[[ The records, beginning ]]
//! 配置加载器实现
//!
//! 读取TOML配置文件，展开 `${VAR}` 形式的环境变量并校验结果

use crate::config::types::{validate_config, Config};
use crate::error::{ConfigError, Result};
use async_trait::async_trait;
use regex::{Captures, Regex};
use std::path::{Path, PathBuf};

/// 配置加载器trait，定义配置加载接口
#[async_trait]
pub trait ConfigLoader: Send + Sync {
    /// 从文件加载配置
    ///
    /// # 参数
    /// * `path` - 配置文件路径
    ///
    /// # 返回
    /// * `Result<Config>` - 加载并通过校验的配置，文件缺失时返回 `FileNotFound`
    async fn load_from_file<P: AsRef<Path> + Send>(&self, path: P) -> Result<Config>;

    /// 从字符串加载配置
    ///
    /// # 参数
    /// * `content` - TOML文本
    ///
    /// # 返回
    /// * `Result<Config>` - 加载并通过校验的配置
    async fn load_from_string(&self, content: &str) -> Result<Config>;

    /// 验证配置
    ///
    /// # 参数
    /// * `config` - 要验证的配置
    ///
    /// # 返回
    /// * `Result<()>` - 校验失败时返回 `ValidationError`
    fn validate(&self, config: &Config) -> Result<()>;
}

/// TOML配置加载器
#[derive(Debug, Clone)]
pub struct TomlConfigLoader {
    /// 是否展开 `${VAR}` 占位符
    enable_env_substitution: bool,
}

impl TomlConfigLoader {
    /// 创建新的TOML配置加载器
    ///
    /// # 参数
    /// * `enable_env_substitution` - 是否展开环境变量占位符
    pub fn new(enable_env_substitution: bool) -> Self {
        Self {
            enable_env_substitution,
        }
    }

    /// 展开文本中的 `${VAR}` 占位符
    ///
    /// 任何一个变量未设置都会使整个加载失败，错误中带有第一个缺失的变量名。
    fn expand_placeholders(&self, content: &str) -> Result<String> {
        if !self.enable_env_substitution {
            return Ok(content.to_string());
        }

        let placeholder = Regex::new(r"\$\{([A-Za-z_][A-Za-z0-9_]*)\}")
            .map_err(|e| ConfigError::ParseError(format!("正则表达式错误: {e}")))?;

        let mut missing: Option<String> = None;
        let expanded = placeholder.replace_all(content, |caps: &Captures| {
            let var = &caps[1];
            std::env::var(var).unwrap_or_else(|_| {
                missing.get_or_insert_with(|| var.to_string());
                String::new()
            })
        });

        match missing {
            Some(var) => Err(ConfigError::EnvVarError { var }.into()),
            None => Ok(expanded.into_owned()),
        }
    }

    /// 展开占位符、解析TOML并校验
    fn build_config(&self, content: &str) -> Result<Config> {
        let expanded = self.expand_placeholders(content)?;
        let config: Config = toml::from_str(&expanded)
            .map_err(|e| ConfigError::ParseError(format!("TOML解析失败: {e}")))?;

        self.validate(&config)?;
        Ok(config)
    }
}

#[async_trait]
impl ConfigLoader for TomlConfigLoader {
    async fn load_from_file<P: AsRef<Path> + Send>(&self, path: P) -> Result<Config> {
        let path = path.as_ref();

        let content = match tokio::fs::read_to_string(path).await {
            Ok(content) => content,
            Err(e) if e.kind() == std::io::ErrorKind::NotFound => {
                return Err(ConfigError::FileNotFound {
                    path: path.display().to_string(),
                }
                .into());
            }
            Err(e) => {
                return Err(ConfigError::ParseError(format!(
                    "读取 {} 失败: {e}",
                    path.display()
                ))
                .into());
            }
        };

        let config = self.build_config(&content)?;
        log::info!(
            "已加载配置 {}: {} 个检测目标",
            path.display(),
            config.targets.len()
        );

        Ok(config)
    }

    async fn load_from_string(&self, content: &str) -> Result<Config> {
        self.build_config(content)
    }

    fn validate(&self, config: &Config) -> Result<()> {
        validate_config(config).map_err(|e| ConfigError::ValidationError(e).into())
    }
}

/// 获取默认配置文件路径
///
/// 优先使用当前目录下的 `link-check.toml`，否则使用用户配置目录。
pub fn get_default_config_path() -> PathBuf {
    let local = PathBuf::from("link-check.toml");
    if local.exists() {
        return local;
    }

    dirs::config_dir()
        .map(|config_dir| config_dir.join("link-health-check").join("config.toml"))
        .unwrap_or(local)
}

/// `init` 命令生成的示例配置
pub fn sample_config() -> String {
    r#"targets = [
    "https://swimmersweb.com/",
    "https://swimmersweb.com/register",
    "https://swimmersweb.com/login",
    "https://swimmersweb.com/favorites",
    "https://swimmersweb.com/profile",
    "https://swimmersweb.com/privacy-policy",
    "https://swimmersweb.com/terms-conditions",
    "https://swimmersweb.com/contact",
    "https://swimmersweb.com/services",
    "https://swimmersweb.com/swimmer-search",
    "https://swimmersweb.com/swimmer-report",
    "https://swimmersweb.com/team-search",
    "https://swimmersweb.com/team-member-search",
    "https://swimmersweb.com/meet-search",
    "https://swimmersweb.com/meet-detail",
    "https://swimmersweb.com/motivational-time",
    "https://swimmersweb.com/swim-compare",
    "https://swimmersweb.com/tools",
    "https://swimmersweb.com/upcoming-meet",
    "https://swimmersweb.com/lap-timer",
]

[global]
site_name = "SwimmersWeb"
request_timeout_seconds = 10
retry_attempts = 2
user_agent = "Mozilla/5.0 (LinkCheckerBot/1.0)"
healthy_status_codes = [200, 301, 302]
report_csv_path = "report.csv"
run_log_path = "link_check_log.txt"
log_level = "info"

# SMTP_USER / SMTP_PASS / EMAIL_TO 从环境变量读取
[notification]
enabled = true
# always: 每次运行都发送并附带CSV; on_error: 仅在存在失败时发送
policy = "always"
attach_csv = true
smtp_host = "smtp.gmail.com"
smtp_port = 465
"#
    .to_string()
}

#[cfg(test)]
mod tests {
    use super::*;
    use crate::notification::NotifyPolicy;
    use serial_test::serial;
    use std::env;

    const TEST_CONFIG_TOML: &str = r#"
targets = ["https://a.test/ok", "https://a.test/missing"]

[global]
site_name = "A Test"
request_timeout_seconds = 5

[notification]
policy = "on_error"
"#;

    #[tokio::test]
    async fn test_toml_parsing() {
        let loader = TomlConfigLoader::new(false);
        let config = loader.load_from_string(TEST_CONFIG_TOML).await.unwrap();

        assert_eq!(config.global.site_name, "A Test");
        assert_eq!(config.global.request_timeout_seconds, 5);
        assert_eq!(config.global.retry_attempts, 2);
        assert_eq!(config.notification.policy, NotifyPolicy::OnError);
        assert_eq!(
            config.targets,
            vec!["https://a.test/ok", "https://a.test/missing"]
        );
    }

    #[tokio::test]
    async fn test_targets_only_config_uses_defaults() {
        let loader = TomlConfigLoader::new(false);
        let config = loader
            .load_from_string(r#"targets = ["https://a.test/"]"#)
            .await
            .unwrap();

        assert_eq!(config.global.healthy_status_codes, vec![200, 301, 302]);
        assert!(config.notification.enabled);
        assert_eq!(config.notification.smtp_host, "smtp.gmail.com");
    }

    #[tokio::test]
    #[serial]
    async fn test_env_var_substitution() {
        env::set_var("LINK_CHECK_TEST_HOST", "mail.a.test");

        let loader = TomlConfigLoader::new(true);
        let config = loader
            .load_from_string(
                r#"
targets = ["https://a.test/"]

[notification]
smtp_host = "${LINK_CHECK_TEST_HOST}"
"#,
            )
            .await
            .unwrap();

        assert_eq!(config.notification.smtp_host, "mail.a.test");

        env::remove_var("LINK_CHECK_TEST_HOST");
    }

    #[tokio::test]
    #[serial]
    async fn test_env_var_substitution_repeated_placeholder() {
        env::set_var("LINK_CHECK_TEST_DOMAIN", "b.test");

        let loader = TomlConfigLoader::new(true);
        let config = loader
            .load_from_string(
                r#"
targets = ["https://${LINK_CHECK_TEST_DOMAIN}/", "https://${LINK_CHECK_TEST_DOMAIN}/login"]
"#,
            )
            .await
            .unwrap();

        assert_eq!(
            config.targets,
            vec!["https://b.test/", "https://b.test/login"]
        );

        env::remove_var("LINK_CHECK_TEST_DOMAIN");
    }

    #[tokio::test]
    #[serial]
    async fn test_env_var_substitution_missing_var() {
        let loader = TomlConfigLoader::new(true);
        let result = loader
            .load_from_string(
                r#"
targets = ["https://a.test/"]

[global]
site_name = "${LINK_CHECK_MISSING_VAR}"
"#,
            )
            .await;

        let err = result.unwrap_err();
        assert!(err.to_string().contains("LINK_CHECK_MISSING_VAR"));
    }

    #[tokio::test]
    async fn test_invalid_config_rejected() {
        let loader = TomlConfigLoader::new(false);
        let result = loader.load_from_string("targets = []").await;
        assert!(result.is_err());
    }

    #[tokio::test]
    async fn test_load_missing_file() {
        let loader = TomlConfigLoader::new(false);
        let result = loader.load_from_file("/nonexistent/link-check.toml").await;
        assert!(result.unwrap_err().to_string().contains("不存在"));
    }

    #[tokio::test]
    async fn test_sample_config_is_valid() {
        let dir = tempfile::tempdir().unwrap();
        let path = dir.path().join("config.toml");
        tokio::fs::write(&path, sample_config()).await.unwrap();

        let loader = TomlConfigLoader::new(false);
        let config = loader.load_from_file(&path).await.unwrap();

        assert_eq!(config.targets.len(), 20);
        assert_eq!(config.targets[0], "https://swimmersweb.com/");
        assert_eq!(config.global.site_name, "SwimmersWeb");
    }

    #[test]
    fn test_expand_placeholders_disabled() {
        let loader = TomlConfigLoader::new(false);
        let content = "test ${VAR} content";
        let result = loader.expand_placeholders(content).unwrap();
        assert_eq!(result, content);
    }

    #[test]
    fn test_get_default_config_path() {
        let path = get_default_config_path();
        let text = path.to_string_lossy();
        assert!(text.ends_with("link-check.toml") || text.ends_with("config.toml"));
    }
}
[[ The records, end ]]
(Exercise directions) Look through the entries above and report each line where the string "match" occurs.

(Exercise result)
        match missing {
        let content = match tokio::fs::read_to_string(path).await {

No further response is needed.